Film version – An incredibly faithful adaptation. Margaret Schlegel’s romance was harder to understand without knowing her thoughts, as we did in the book. On the other hand, Helen’s romance was easier to understand because we got to see it play out, instead of hearing about it after the fact. I was particularly impressed with Samuel West as the hapless Leonard Bast, and found James Wilby’s Charles Wilcox to be a caricature of an already buffoonish character.
Four and Twenty Blackbirds by Agatha Christie
⭐ ⭐ ⭐
One of Christie’s many nursery rhyme titles, and her last Poirot short story. It’s pretty far-fetched, but it’s Poirot, so I enjoyed it.
Film version – There was quite a bit of female nudity in this episode (mostly in the form of paintings), which made it a bit awkward to watch with my son. 😯 The mystery translated well to the small screen, and the cricket obsessed Hastings subplot was highly amusing.
Sad Cypress by Agatha Christie
⭐ ⭐ ⭐ ⭐
First, what is fish paste?

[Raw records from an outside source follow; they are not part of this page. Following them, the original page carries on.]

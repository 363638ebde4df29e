//! Channel segmentation: automatic global thresholding and noise removal.
//!
//! A channel plane becomes a binary object mask in three steps: Otsu
//! threshold selection over a 256-bin intensity histogram, strict
//! greater-than binarization, and removal of connected components below the
//! configured minimum pixel area.


use crate::channels::ChannelPlane;
use crate::error::Error;
use crate::labeling::label_components;
use crate::models::Connectivity;

const HISTOGRAM_BINS: usize = 256;

/// A binary object mask with the same dimensions as its source plane.
#[derive(Debug, Clone, PartialEq)]
pub struct BinaryMask {
    pub width: u32,
    pub height: u32,
    /// Row-major; `true` = foreground.
    pub data: Vec<bool>,
}

impl BinaryMask {
    pub fn new_background(width: u32, height: u32) -> Self {
        Self {
            width,
            height,
            data: vec![false; (width as usize) * (height as usize)],
        }
    }

    pub fn get(&self, x: u32, y: u32) -> bool {
        self.data[(y * self.width + x) as usize]
    }

    pub fn set(&mut self, x: u32, y: u32, value: bool) {
        self.data[(y * self.width + x) as usize] = value;
    }

    /// Number of foreground pixels.
    pub fn foreground_count(&self) -> usize {
        self.data.iter().filter(|&&v| v).count()
    }
}

/// Parameters for one segmentation call.
#[derive(Debug, Clone, Copy)]
pub struct SegmentationParams {
    /// Components smaller than this pixel count are cleared (0 disables).
    pub min_object_size: usize,
    pub connectivity: Connectivity,
}

/// Compute the Otsu threshold of a plane: the intensity cut maximizing
/// between-class variance over a 256-bin histogram of the clamped 0.0-1.0
/// samples.
///
/// The returned value is the upper edge of the last background bin, so
/// binarizing with strict `>` reproduces the optimal bipartition exactly.
/// A degenerate histogram (uniform plane, no bipartition) returns 1.0, which
/// segments to all background.
pub fn otsu_threshold(plane: &ChannelPlane) -> f64 {
    let mut histogram = [0usize; HISTOGRAM_BINS];
    let total_pixels = plane.data.len() as f64;

    for &sample in &plane.data {
        let bin = (sample.clamp(0.0, 1.0) * (HISTOGRAM_BINS - 1) as f32) as usize;
        histogram[bin] += 1;
    }

    let mut weighted_sum = 0.0;
    for (i, &count) in histogram.iter().enumerate() {
        weighted_sum += i as f64 * count as f64;
    }

    let mut sum_background = 0.0;
    let mut weight_background = 0.0;
    let mut max_variance = 0.0;
    let mut best_bin = None;

    for (i, &count) in histogram.iter().enumerate() {
        weight_background += count as f64;
        if weight_background == 0.0 {
            continue;
        }

        let weight_foreground = total_pixels - weight_background;
        if weight_foreground == 0.0 {
            break;
        }

        sum_background += i as f64 * count as f64;
        let mean_background = sum_background / weight_background;
        let mean_foreground = (weighted_sum - sum_background) / weight_foreground;

        let variance = weight_background
            * weight_foreground
            * (mean_background - mean_foreground).powi(2);

        if variance > max_variance {
            max_variance = variance;
            best_bin = Some(i);
        }
    }

    match best_bin {
        // Background class is bins 0..=i; its upper edge separates the classes.
        Some(i) => (i + 1) as f64 / (HISTOGRAM_BINS - 1) as f64,
        None => 1.0,
    }
}

/// Binarize a plane: foreground iff intensity strictly exceeds the threshold.
pub fn binarize(plane: &ChannelPlane, threshold: f64) -> BinaryMask {
    BinaryMask {
        width: plane.width,
        height: plane.height,
        data: plane.data.iter().map(|&v| v as f64 > threshold).collect(),
    }
}

/// Clear every connected component with fewer than `min_size` pixels.
pub fn remove_small_objects(mask: &mut BinaryMask, min_size: usize, connectivity: Connectivity) {
    if min_size == 0 {
        return;
    }

    for component in label_components(mask, connectivity) {
        if component.area < min_size {
            for &(x, y) in &component.coords {
                mask.set(x, y, false);
            }
        }
    }
}

/// Segment a channel plane into a binary object mask.
///
/// Fails with [`Error::EmptyImage`] on a zero-area plane.
pub fn segment(plane: &ChannelPlane, params: &SegmentationParams) -> Result<BinaryMask, Error> {
    if plane.is_empty() {
        return Err(Error::EmptyImage);
    }

    let threshold = otsu_threshold(plane);
    let mut mask = binarize(plane, threshold);
    remove_small_objects(&mut mask, params.min_object_size, params.connectivity);
    Ok(mask)
}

It sounds like fish ground up to the consistency of peanut butter and used for making sandwiches. Yum.
Anyway, as it turns out, this was a re-read from YEARS ago, so I did figure out whodunnit, but the twists and turns to get there were enjoyable.
NOTES: 1) Christie seems to have lifted a few character names from other authors. I kept reading Peter Lord as Lord Peter and thinking I was reading a Sayer’s novel. Also, a minor character is called Amelia Sedley (borrowed from Vanity Fair?).
2) The title is taken from a quote from Shakespeare’s Twelfth Night, which I’m currently studying with my kids. I love when stuff like that happens.
Film version – Paul McGann as Doctor Lord! I ❤ ❤ it! It was fun to see Phyllis Logan (Mrs. Hughes from Downton Abbey) in a different role as well. Overall, a very solid adaptation, properly atmospheric.